Section 9: Application Deployment

61. Joining Heroku and GitHub

Create a GitHub account if you don’t have one.

Navigate to heroku.com and sign up for Free if you don’t have an account.  After you’ve created an account log into heroku.com.

Next we want to install Heroku’s CLI, so open up a browser tab and navigate to https://devcenter.heroku.com/articles/heroku-cli.  Download and install the appropriate version of the CLI.

We can verify that the Heroku CLI is installed by opening up a terminal application and viewing the version of the CLI by typing the following command.

$ heroku -v

Next, log in to heroku by typing the following in the terminal.

$ heroku login

Press any key and a browser screen should open with a button.  Press the button to log in.  Once logged in you can close the browser tab.  In the terminal, you should see a message stating your Heroku username.

62. Version Control With Git

Navigating to git-scm.com and download Git if it is not already on your laptop.  For Windows users, check the option in the installer to install GitBash.

Ensure you have git installed by typing the following command in the terminal.  You should see a version number if successful.

$ git --version

63. Exploring Git

Discussion about untracked files, unstaged changes, staged changes, and commits.

64. Integrating Git

Let’s create a git repository for our weather app.  In the terminal, change the working directory to the root directory of the web-server app.

Then initialize a git repository by issuing the following command in the terminal.

$ git init

We don’t want git to track the files in the node_modules directory.   To prevent git from tracking these files we create a new file named .gitignore in the project’s root directory.

Inside .gitignore add the following line so that the node modules are not copied to the repo.

node_modules/

We can verify that this directory is not tracked by running the following command and noticing that node_modules/ is not listed.

$ git status

We can now add all of the tracked files and directories to the git staging area using the following command.

$ git add .

Next we want to commit the changes to the staged files using the command below.

$ git commit -m "initial commit"

65. Setting Up SSH Keys

The following commands must be run from terminal (on MacOS) or gitbash (on Windows).

To create SSH key pairs is

$ ssh-keygen -t rsa -b 4096 -C "eric@n0code.net"

Press enter, to use the default, when it asks you where to store the key pair . Press enter, for no passphrase, when it asks for a passphrase, and press enter to accept the empty passphrase.

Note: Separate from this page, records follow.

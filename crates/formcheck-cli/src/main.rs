//! formcheck CLI
//!
//! Validate extracted National Insurance form records against ground truth,
//! extract records from OCR text, and inspect the bundled templates.

use anyhow::{bail, Context, Result};
use clap::{Parser, Subcommand, ValueEnum};
use formcheck_core::{
    calculate_metrics, check_reference, detect_record_language, detect_text_language,
    parse_reference, AppConfig, Language, NoticeLevel, SchemaRegistry, ValidationMetrics,
    ValidationSession,
};
use formcheck_judge::{
    FieldExtractor, JudgeVerdict, LlmConfig, OpenAIClient, ValidationPipeline, ValidationReport,
};
use serde_json::json;
use std::path::{Path, PathBuf};
use std::sync::Arc;

#[derive(Debug, Clone, Copy, PartialEq, Eq, ValueEnum)]
enum OutputFormat {
    /// Human-readable report
    Text,
    /// Machine-readable JSON
    Json,
}

#[derive(Parser)]
#[command(name = "formcheck")]
#[command(about = "Validation and scoring of extracted form records")]
#[command(version)]
struct Args {
    /// Directory with empty_json_{en,he}.json (overrides FORMCHECK_TEMPLATES_DIR)
    #[arg(long, global = true)]
    templates: Option<PathBuf>,

    #[command(subcommand)]
    command: Command,
}

#[derive(Subcommand)]
enum Command {
    /// Score an extracted record against a ground-truth record
    Validate {
        /// Extracted record (JSON)
        #[arg(short, long)]
        extracted: PathBuf,

        /// Ground-truth record (JSON)
        #[arg(short, long)]
        reference: PathBuf,

        /// Language the extraction ran in (default: detected from its keys)
        #[arg(long)]
        extraction_lang: Option<Language>,

        /// Language for the judge's answer (default: DEFAULT_LANGUAGE)
        #[arg(long)]
        display_lang: Option<Language>,

        /// Skip the LLM judge and print metrics only
        #[arg(long)]
        no_judge: bool,

        /// Output format
        #[arg(long, value_enum, default_value = "text")]
        format: OutputFormat,
    },

    /// Extract a record from OCR text with the LLM
    Extract {
        /// OCR text as produced by the layout step
        #[arg(long)]
        ocr_text: PathBuf,

        /// Language the form was filled in (default: detected)
        #[arg(long)]
        lang: Option<Language>,

        /// Write the record here instead of stdout
        #[arg(short, long)]
        output: Option<PathBuf>,
    },

    /// Detect the language of OCR text or of a record's field names
    DetectLanguage {
        /// Input file
        path: PathBuf,

        /// Treat the input as a JSON record and classify its keys
        #[arg(long)]
        record: bool,
    },

    /// Print the empty template for a language
    Template {
        /// en or he
        language: Language,
    },
}

#[tokio::main]
async fn main() -> Result<()> {
    env_logger::Builder::from_env(env_logger::Env::default().default_filter_or("info"))
        .target(env_logger::Target::Stderr)
        .init();

    let args = Args::parse();

    let mut config = AppConfig::from_env();
    if let Some(dir) = args.templates {
        config.templates_dir = Some(dir);
    }

    match args.command {
        Command::Validate {
            extracted,
            reference,
            extraction_lang,
            display_lang,
            no_judge,
            format,
        } => {
            let display_lang = display_lang.unwrap_or(config.default_language);
            validate(
                &config,
                &extracted,
                &reference,
                extraction_lang,
                display_lang,
                no_judge,
                format,
            )
            .await?;
        }
        Command::Extract {
            ocr_text,
            lang,
            output,
        } => {
            extract(&config, &ocr_text, lang, output.as_deref()).await?;
        }
        Command::DetectLanguage { path, record } => {
            detect_language(&path, record)?;
        }
        Command::Template { language } => {
            print_template(&config.schema_registry(), language)?;
        }
    }

    Ok(())
}

fn read_file(path: &Path) -> Result<Vec<u8>> {
    std::fs::read(path).with_context(|| format!("Failed to read {}", path.display()))
}

fn check_supported(config: &AppConfig, language: Language) {
    if !config.is_supported(language) {
        log::warn!("Language {language} is not in SUPPORTED_LANGUAGES");
    }
}

async fn validate(
    config: &AppConfig,
    extracted_path: &Path,
    reference_path: &Path,
    extraction_lang: Option<Language>,
    display_lang: Language,
    no_judge: bool,
    format: OutputFormat,
) -> Result<()> {
    let candidate = parse_reference(&read_file(extracted_path)?)
        .with_context(|| format!("Invalid extracted record {}", extracted_path.display()))?;
    let extraction_lang = extraction_lang.unwrap_or_else(|| detect_record_language(&candidate));
    check_supported(config, extraction_lang);
    check_supported(config, display_lang);

    let reference_bytes = read_file(reference_path)?;
    let registry = Arc::new(config.schema_registry());

    if no_judge {
        let checked = check_reference(&registry, &reference_bytes, Some(extraction_lang))?;
        let metrics = calculate_metrics(&checked.record, &candidate);
        match format {
            OutputFormat::Json => {
                let report = json!({
                    "reference_language": checked.language,
                    "notice": checked.notice,
                    "metrics": metrics,
                });
                println!("{}", serde_json::to_string_pretty(&report)?);
            }
            OutputFormat::Text => {
                print_intake(checked.language, checked.notice.level, &checked.notice.message);
                print_metrics(&metrics);
            }
        }
        return Ok(());
    }

    let client = OpenAIClient::new(LlmConfig::from_env())?;
    log::info!("Judging with {}", client.provider());

    let mut session = ValidationSession::new(display_lang);
    session.set_extraction(candidate, extraction_lang);

    let pipeline = ValidationPipeline::new(registry, client);
    let report = pipeline.run(&mut session, &reference_bytes).await?;

    match format {
        OutputFormat::Json => println!("{}", serde_json::to_string_pretty(&report)?),
        OutputFormat::Text => print_report(&report),
    }
    Ok(())
}

fn print_intake(language: Language, level: NoticeLevel, message: &str) {
    println!("Reference language: {}", language.display_name());
    match level {
        NoticeLevel::Info => println!("{message}"),
        NoticeLevel::Warning => println!("WARNING: {message}"),
    }
    println!();
}

fn yes_no(value: bool) -> &'static str {
    if value {
        "Yes"
    } else {
        "No"
    }
}

fn print_metrics(metrics: &ValidationMetrics) {
    println!(
        "Overall accuracy:       {:>6.1}%  ({}/{})",
        metrics.overall_accuracy, metrics.correct_fields, metrics.total_fields
    );
    println!(
        "Language consistency:   {:>7}",
        yes_no(metrics.language_consistency)
    );
    println!("Dates accuracy:         {:>6.1}%", metrics.dates_accuracy);
    println!("Phone accuracy:         {:>6.1}%", metrics.phone_accuracy);
    println!("Checkbox accuracy:      {:>6.1}%", metrics.checkbox_accuracy);
    println!(
        "Empty fields:           {:>6.1}%",
        metrics.empty_fields_accuracy
    );
    println!(
        "Structure compliance:   {:>6.1}%",
        metrics.structure_compliance
    );
}

fn capitalize(text: &str) -> String {
    let mut chars = text.chars();
    chars.next().map_or_else(String::new, |first| {
        first.to_uppercase().chain(chars).collect()
    })
}

fn print_verdict(verdict: &JudgeVerdict) {
    println!();
    let rating = verdict.text_rating().map_or_else(|| "-".to_string(), capitalize);
    match verdict.numeric_score() {
        Some(score) => println!("Judge rating: {rating} ({score:.0}/100)"),
        None => println!("Judge rating: {rating}"),
    }
    for (category, analysis) in verdict.category_analysis() {
        println!("  {category}: {analysis}");
    }
    for key in [
        "language_consistency",
        "critical_mistakes",
        "system_strengths",
        "improvement_focus",
    ] {
        if let Some(text) = verdict.get(key).and_then(|v| v.as_str()) {
            println!("{key}: {text}");
        }
    }
    if let Some(summary) = verdict.summary() {
        println!("\n{summary}");
    }
}

fn print_report(report: &ValidationReport) {
    print_intake(
        report.reference_language,
        report.notice.level,
        &report.notice.message,
    );
    print_metrics(&report.metrics);
    print_verdict(&report.verdict);
}

async fn extract(
    config: &AppConfig,
    ocr_path: &Path,
    language: Option<Language>,
    output: Option<&Path>,
) -> Result<()> {
    let ocr_text = std::fs::read_to_string(ocr_path)
        .with_context(|| format!("Failed to read {}", ocr_path.display()))?;

    let client = OpenAIClient::new(LlmConfig::from_env())?;
    let extractor = FieldExtractor::new(client, Arc::new(config.schema_registry()));
    let extraction = extractor.extract(&ocr_text, language).await?;
    check_supported(config, extraction.language);

    let rendered = extraction.record.to_json_pretty();
    match output {
        Some(path) => {
            std::fs::write(path, rendered)
                .with_context(|| format!("Failed to write {}", path.display()))?;
            log::info!("Extracted data saved to {}", path.display());
        }
        None => println!("{rendered}"),
    }
    Ok(())
}

fn detect_language(path: &Path, as_record: bool) -> Result<()> {
    let language = if as_record {
        let record = parse_reference(&read_file(path)?)?;
        detect_record_language(&record)
    } else {
        let text = std::fs::read_to_string(path)
            .with_context(|| format!("Failed to read {}", path.display()))?;
        detect_text_language(&text)
    };
    println!("{language} ({})", language.display_name());
    Ok(())
}

fn print_template(registry: &SchemaRegistry, language: Language) -> Result<()> {
    let Some(schema) = registry.get(language).schema() else {
        bail!("No template available for {}", language.display_name());
    };
    println!("{}", schema.to_json_pretty());
    Ok(())
}
//! Property tests for structural validation and structure compliance.

use formcheck_core::metrics::structure_compliance;
use formcheck_core::{validate_structure, Record, Schema, SchemaTemplate, StructureViolation};
use proptest::prelude::*;
use proptest::sample::Index;
use serde_json::{Map, Value};
use std::collections::BTreeMap;

/// Two-level template shape: top-level key -> leaf (None) or section keys.
type Shape = BTreeMap<String, Option<Vec<String>>>;

fn shape_strategy() -> impl Strategy<Value = Shape> {
    let section = prop::collection::btree_set("[a-z]{1,6}", 1..4)
        .prop_map(|keys| Some(keys.into_iter().collect::<Vec<_>>()));
    let node = prop_oneof![Just(None), section];
    prop::collection::btree_map("[a-z]{1,6}", node, 1..8)
}

fn build(shape: &Shape, leaf: &dyn Fn(&str) -> Value) -> Value {
    let mut root = Map::new();
    for (key, node) in shape {
        match node {
            None => {
                root.insert(key.clone(), leaf(key));
            }
            Some(children) => {
                let section: Map<String, Value> = children
                    .iter()
                    .map(|child| (child.clone(), leaf(&format!("{key}.{child}"))))
                    .collect();
                root.insert(key.clone(), Value::Object(section));
            }
        }
    }
    Value::Object(root)
}

fn template_of(shape: &Shape) -> SchemaTemplate {
    let value = build(shape, &|_| Value::String(String::new()));
    SchemaTemplate::Loaded(Schema::from_json(&value).unwrap())
}

fn filled_record(shape: &Shape, text: &str) -> Value {
    build(shape, &|path| Value::String(format!("{text}{path}")))
}

proptest! {
    #[test]
    fn conformant_records_validate(shape in shape_strategy(), text in "\\PC{0,8}") {
        let record = Record::from_json(filled_record(&shape, &text)).unwrap();
        prop_assert_eq!(validate_structure(&record, &template_of(&shape)), Ok(()));
    }

    #[test]
    fn removed_top_level_key_is_reported(shape in shape_strategy(), pick in any::<Index>()) {
        let keys: Vec<&String> = shape.keys().collect();
        let removed = keys[pick.index(keys.len())].clone();

        let mut value = filled_record(&shape, "v");
        value.as_object_mut().unwrap().remove(&removed);
        // An extra key must not mask the missing one.
        value.as_object_mut().unwrap().insert("EXTRA".into(), Value::String(String::new()));

        let record = Record::from_json(value).unwrap();
        prop_assert_eq!(
            validate_structure(&record, &template_of(&shape)),
            Err(StructureViolation::MissingField { path: removed })
        );
    }

    #[test]
    fn extra_key_is_reported(shape in shape_strategy()) {
        let mut value = filled_record(&shape, "v");
        value.as_object_mut().unwrap().insert("EXTRA".into(), Value::String("x".into()));

        let record = Record::from_json(value).unwrap();
        prop_assert_eq!(
            validate_structure(&record, &template_of(&shape)),
            Err(StructureViolation::UnexpectedField { path: "EXTRA".into() })
        );
    }

    #[test]
    fn same_path_set_is_fully_compliant(shape in shape_strategy(), a in "\\PC{0,8}", b in "\\PC{0,8}") {
        let reference = Record::from_json(filled_record(&shape, &a)).unwrap();
        let candidate = Record::from_json(filled_record(&shape, &b)).unwrap();
        prop_assert_eq!(structure_compliance(&reference, &candidate), 100.0);
    }

    #[test]
    fn compliance_stays_in_range(reference in shape_strategy(), candidate in shape_strategy()) {
        let reference = Record::from_json(filled_record(&reference, "")).unwrap();
        let candidate = Record::from_json(filled_record(&candidate, "")).unwrap();
        let score = structure_compliance(&reference, &candidate);
        prop_assert!((0.0..=100.0).contains(&score));
    }
}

You can ensure that your SSH key pair files were created by viewing the id_rsa and id_rsa.pub files.

$ ls -al ~/.ssh

Next, let’s start the ssh agent if it is not already running by running the following command.

On MacOS, run

$ eval "$(ssh-agent -s)"

On Windows, run

$ eval $(ssh-agent -s)

Next, add the private key file to the ssh agent.

On MacOS, run

$ ssh-add -K ~/.ssh/id_rsa

On Windows, run

$ ssh-add ~/.ssh/id_rsa

66. Pushing Code to GitHub

Log onto GitHub.com.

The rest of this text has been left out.